**Provided records:**
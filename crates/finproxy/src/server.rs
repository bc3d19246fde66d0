use std::net::SocketAddr;

use anyhow::{Context, Result};
use finproxy_service::config::Config;
use finproxy_service::metric;
use finproxy_service::proxy::ProxyService;

use crate::endpoints;

/// Creates the proxy service and serves HTTP on the configured `bind` address.
pub fn run(config: Config) -> Result<()> {
    // Log this metric before actually starting the server. This allows to see restarts even if
    // service creation fails.
    metric!(counter("server.starting") += 1);

    let megs = 1024 * 1024;
    let io_pool = tokio::runtime::Builder::new_multi_thread()
        .thread_name("finproxy-io")
        .enable_all()
        .thread_stack_size(8 * megs)
        .build()?;
    let web_pool = tokio::runtime::Builder::new_multi_thread()
        .thread_name("finproxy-web")
        .enable_all()
        .thread_stack_size(8 * megs)
        .build()?;

    let service = ProxyService::create(&config, io_pool.handle().to_owned())
        .context("failed to create HTTP service state")?;
    let socket = config
        .bind
        .parse::<SocketAddr>()
        .with_context(|| format!("invalid bind address `{}`", config.bind))?;

    let server = axum_server::bind(socket).serve(endpoints::create_app(service).into_make_service());
    tracing::info!("Starting HTTP server on {}", socket);

    web_pool.block_on(server)?;
    tracing::info!("System shutdown complete");

    Ok(())
}
impl ProxyService {
    /// Creates the service, spawning upstream fetches on `io_runtime`.
    pub fn create(config: &Config, io_runtime: tokio::runtime::Handle) -> Result<Self> {
        Self::with_clock(config, io_runtime, Arc::new(SystemClock))
    }

    /// Creates the service with a custom clock for cache freshness.
    pub fn with_clock(
        config: &Config,
        io_runtime: tokio::runtime::Handle,
        clock: Arc<dyn Clock>,
    ) -> Result<Self> {
        let client = http::create_client(&config.fetch)?;
        let fetcher = Fetcher::new(client, config.fetch);
        let cache = FreshnessCache::new(config.caches, clock);
        let coordinator = FetchCoordinator::new(fetcher, cache.clone(), io_runtime);

        Ok(Self { cache, coordinator })
    }

    pub fn cache(&self) -> &FreshnessCache {
        &self.cache
    }

    pub fn coordinator(&self) -> &FetchCoordinator {
        &self.coordinator
    }

    /// Returns the JSON document at `url`.
    pub async fn handle(&self, url: Option<&str>) -> Result<ProxyResponse, ProxyError> {
        let result = self.handle_inner(url).await;

        let status = match &result {
            Ok(response) => response.cache_status.as_str(),
            Err(err) => err.metrics_tag(),
        };
        metric!(counter("proxy.response") += 1, "status" => status);

        result
    }

    async fn handle_inner(&self, key: Option<&str>) -> Result<ProxyResponse, ProxyError> {
        let url = validate_url(key)?;
        // The raw input is the cache key, so equivalent spellings of a URL are cached separately.
        let key = key.unwrap_or_default();

        if let Some(entry) = self.cache.lookup(key).fresh() {
            tracing::debug!("Serving fresh cached response for `{}`", key);
            return Ok(ProxyResponse {
                payload: entry.payload,
                cache_status: CacheStatus::Fresh,
            });
        }

        let error = match self.coordinator.get_or_fetch(key, &url).await {
            Ok(payload) => {
                return Ok(ProxyResponse {
                    payload,
                    cache_status: CacheStatus::New,
                });
            }
            Err(error) => error,
        };

        match self.cache.lookup(key).usable_stale() {
            Some(entry) => {
                tracing::warn!(
                    error = %error,
                    "Fetching `{}` failed, serving stale cached response",
                    key,
                );
                Ok(ProxyResponse {
                    payload: entry.payload,
                    cache_status: CacheStatus::Stale,
                })
            }
            None => Err(ProxyError::FetchFailed(error)),
        }
    }
}

#[cfg(test)]
mod tests {
    use std::time::Duration;

    use finproxy_test::Upstream;

    use super::*;
    use crate::caching::Freshness;
    use crate::config::FetchConfig;
    use crate::test;
    use crate::utils::clock::ManualClock;

    fn service(fetch: FetchConfig) -> (ProxyService, Arc<ManualClock>) {
        let config = Config {
            fetch,
            ..Default::default()
        };
        let clock = Arc::new(ManualClock::new());
        let service =
            ProxyService::with_clock(&config, tokio::runtime::Handle::current(), clock.clone())
                .unwrap();
        (service, clock)
    }

    fn fast_retries() -> FetchConfig {
        FetchConfig {
            retry_delay: Duration::from_millis(10),
            ..Default::default()
        }
    }

    #[test]
    fn test_validate_url() {
        assert_eq!(validate_url(None), Err(InputError::Missing));
        assert_eq!(validate_url(Some("")), Err(InputError::Missing));
        assert_eq!(validate_url(Some("not-a-url")), Err(InputError::Malformed));
        assert_eq!(validate_url(Some("/api/quote")), Err(InputError::Malformed));
        assert_eq!(
            validate_url(Some("ftp://example.com/quote.json")),
            Err(InputError::Malformed)
        );
        assert_eq!(validate_url(Some("https://")), Err(InputError::Malformed));

        let url = validate_url(Some("https://api.example.com/v1/quote?symbol=AAPL")).unwrap();
        assert_eq!(url.host_str(), Some("api.example.com"));
    }

    #[test]
    fn test_user_messages() {
        let message = |err: FetchError| ProxyError::FetchFailed(err).user_message();

        insta::assert_snapshot!(
            message(FetchError::Timeout(Duration::from_secs(25))),
            @"Request timed out"
        );
        insta::assert_snapshot!(
            message(FetchError::ConnectionReset("read ECONNRESET".into())),
            @"Connection reset - API may be rate limiting"
        );
        insta::assert_snapshot!(
            message(FetchError::ConnectTimeout("operation timed out".into())),
            @"Connection timed out"
        );
        insta::assert_snapshot!(
            message(FetchError::Network("dns error: no record found".into())),
            @"dns error: no record found"
        );
        insta::assert_snapshot!(
            message(FetchError::Status { status: 429, reason: "Too Many Requests".into() }),
            @"API returned status 429: Too Many Requests"
        );
        insta::assert_snapshot!(
            ProxyError::from(InputError::Missing).user_message(),
            @"URL is required"
        );
    }

    #[tokio::test]
    async fn test_new_then_fresh() {
        test::setup();
        let upstream = Upstream::new();
        let (service, _clock) = service(fast_retries());
        let url = upstream.url("json/price");

        let first = service.handle(Some(url.as_str())).await.unwrap();
        assert_eq!(first.cache_status, CacheStatus::New);
        assert_eq!(first.payload["price"], 42);

        let second = service.handle(Some(url.as_str())).await.unwrap();
        assert_eq!(second.cache_status, CacheStatus::Fresh);
        assert_eq!(second.payload, first.payload);
        assert_eq!(upstream.accesses(), 1);
    }

    #[tokio::test]
    async fn test_missing_url() {
        test::setup();
        let (service, _clock) = service(fast_retries());

        for input in [None, Some("")] {
            let err = service.handle(input).await.unwrap_err();
            assert_eq!(err, ProxyError::InvalidInput(InputError::Missing));
            assert_eq!(err.user_message(), "URL is required");
            assert!(err.is_client_error());
        }
        assert_eq!(service.coordinator().pending_count(), 0);
    }

    #[tokio::test]
    async fn test_malformed_url() {
        test::setup();
        let (service, _clock) = service(fast_retries());

        let err = service.handle(Some("not-a-url")).await.unwrap_err();
        assert_eq!(err, ProxyError::InvalidInput(InputError::Malformed));
        assert_eq!(err.user_message(), "Invalid URL format");
        assert_eq!(
            service.cache().lookup("not-a-url").freshness,
            Freshness::Absent
        );
    }

    #[tokio::test]
    async fn test_all_attempts_time_out() {
        test::setup();
        let upstream = Upstream::new();
        let (service, _clock) = service(FetchConfig {
            attempt_timeout: Duration::from_millis(50),
            retry_delay: Duration::from_millis(10),
            ..Default::default()
        });
        let url = upstream.url("delay/1s/json/price");

        let err = service.handle(Some(url.as_str())).await.unwrap_err();

        assert_eq!(
            err,
            ProxyError::FetchFailed(FetchError::Timeout(Duration::from_millis(50)))
        );
        insta::assert_snapshot!(err.user_message(), @"Request timed out");
        assert!(!err.is_client_error());
        assert_eq!(upstream.accesses(), 3);
    }

    #[tokio::test]
    async fn test_concurrent_requests_share_one_fetch() {
        test::setup();
        let upstream = Upstream::new();
        let (service, _clock) = service(fast_retries());
        let url = upstream.url("delay/100ms/json/price");

        let responses =
            futures::future::join_all((0..5).map(|_| service.handle(Some(url.as_str())))).await;

        assert_eq!(upstream.accesses(), 1);
        for response in responses {
            let response = response.unwrap();
            assert_eq!(response.cache_status, CacheStatus::New);
            assert_eq!(*response.payload, finproxy_test::document("price"));
        }
        assert!(!service.coordinator().is_pending(url.as_str()));
    }

    #[tokio::test(flavor = "multi_thread", worker_threads = 4)]
    async fn test_parallel_requests_share_one_fetch() {
        test::setup();
        let upstream = Upstream::new();
        let (service, _clock) = service(fast_retries());
        let url = upstream.url("delay/100ms/json/price");

        let tasks: Vec<_> = (0..20)
            .map(|_| {
                let service = service.clone();
                let url = url.clone();
                tokio::spawn(async move { service.handle(Some(url.as_str())).await })
            })
            .collect();

        for task in tasks {
            let response = task.await.unwrap().unwrap();
            assert_eq!(response.cache_status, CacheStatus::New);
            assert_eq!(*response.payload, finproxy_test::document("price"));
        }
        assert_eq!(upstream.accesses(), 1);
        assert_eq!(service.coordinator().pending_count(), 0);
    }

    #[tokio::test]
    async fn test_fresh_within_ttl() {
        test::setup();
        let upstream = Upstream::new();
        let (service, clock) = service(fast_retries());
        let url = upstream.url("json/price");

        service.handle(Some(url.as_str())).await.unwrap();
        clock.advance(Duration::from_secs(59));

        let response = service.handle(Some(url.as_str())).await.unwrap();
        assert_eq!(response.cache_status, CacheStatus::Fresh);
        assert_eq!(upstream.accesses(), 1);

        clock.advance(Duration::from_secs(2));
        let response = service.handle(Some(url.as_str())).await.unwrap();
        assert_eq!(response.cache_status, CacheStatus::New);
        assert_eq!(upstream.accesses(), 2);
    }

    #[tokio::test]
    async fn test_stale_fallback() {
        test::setup();
        let upstream = Upstream::new();
        let (service, clock) = service(fast_retries());
        let url = upstream.url("toggle/price");

        let original = service.handle(Some(url.as_str())).await.unwrap();
        assert_eq!(original.cache_status, CacheStatus::New);

        upstream.set_failing(true);
        clock.advance(Duration::from_secs(61));

        let response = service.handle(Some(url.as_str())).await.unwrap();
        assert_eq!(response.cache_status, CacheStatus::Stale);
        assert!(Arc::ptr_eq(&response.payload, &original.payload));
        // a failed fetch does not refresh the entry
        clock.advance(Duration::from_secs(60));
        let response = service.handle(Some(url.as_str())).await.unwrap();
        assert_eq!(response.cache_status, CacheStatus::Stale);
        assert_eq!(upstream.accesses(), 3);

        upstream.set_failing(false);
        let response = service.handle(Some(url.as_str())).await.unwrap();
        assert_eq!(response.cache_status, CacheStatus::New);
    }

    #[tokio::test]
    async fn test_expired_is_never_served() {
        test::setup();
        let upstream = Upstream::new();
        let (service, clock) = service(fast_retries());
        let url = upstream.url("toggle/price");

        service.handle(Some(url.as_str())).await.unwrap();
        upstream.set_failing(true);
        clock.advance(Duration::from_secs(601));

        let err = service.handle(Some(url.as_str())).await.unwrap_err();
        insta::assert_snapshot!(
            err.user_message(),
            @"API returned status 500: Internal Server Error"
        );
    }

    #[tokio::test]
    async fn test_rate_limited_then_new() {
        test::setup();
        let upstream = Upstream::new();
        let (service, _clock) = service(fast_retries());
        let url = upstream.url("ratelimited/2/quote");

        let response = service.handle(Some(url.as_str())).await.unwrap();

        assert_eq!(response.cache_status, CacheStatus::New);
        assert_eq!(upstream.accesses(), 3);
        assert_eq!(
            upstream.all_hits(),
            vec![("/ratelimited/2/quote".to_owned(), 3)]
        );
    }

    #[tokio::test]
    async fn test_not_found_is_not_retried() {
        test::setup();
        let upstream = Upstream::new();
        let (service, _clock) = service(fast_retries());
        let url = upstream.url("respond_statuscode/404/quote");

        let err = service.handle(Some(url.as_str())).await.unwrap_err();

        assert_eq!(
            err,
            ProxyError::FetchFailed(FetchError::Status {
                status: 404,
                reason: "Not Found".into(),
            })
        );
        insta::assert_snapshot!(err.user_message(), @"API returned status 404: Not Found");
        assert_eq!(upstream.accesses(), 1);
        assert_eq!(service.coordinator().pending_count(), 0);
    }
}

**Your objective:** In the entries above, restate word for word the lines between the one holding "pub async fn" and the one holding "use super::*;", inclusive, and nothing besides.

**Output:**
    pub async fn handle(&self, url: Option<&str>) -> Result<ProxyResponse, ProxyError> {
        let result = self.handle_inner(url).await;

        let status = match &result {
            Ok(response) => response.cache_status.as_str(),
            Err(err) => err.metrics_tag(),
        };
        metric!(counter("proxy.response") += 1, "status" => status);

        result
    }

    async fn handle_inner(&self, key: Option<&str>) -> Result<ProxyResponse, ProxyError> {
        let url = validate_url(key)?;
        // The raw input is the cache key, so equivalent spellings of a URL are cached separately.
        let key = key.unwrap_or_default();

        if let Some(entry) = self.cache.lookup(key).fresh() {
            tracing::debug!("Serving fresh cached response for `{}`", key);
            return Ok(ProxyResponse {
                payload: entry.payload,
                cache_status: CacheStatus::Fresh,
            });
        }

        let error = match self.coordinator.get_or_fetch(key, &url).await {
            Ok(payload) => {
                return Ok(ProxyResponse {
                    payload,
                    cache_status: CacheStatus::New,
                });
            }
            Err(error) => error,
        };

        match self.cache.lookup(key).usable_stale() {
            Some(entry) => {
                tracing::warn!(
                    error = %error,
                    "Fetching `{}` failed, serving stale cached response",
                    key,
                );
                Ok(ProxyResponse {
                    payload: entry.payload,
                    cache_status: CacheStatus::Stale,
                })
            }
            None => Err(ProxyError::FetchFailed(error)),
        }
    }
}

#[cfg(test)]
mod tests {
    use std::time::Duration;

    use finproxy_test::Upstream;

    use super::*;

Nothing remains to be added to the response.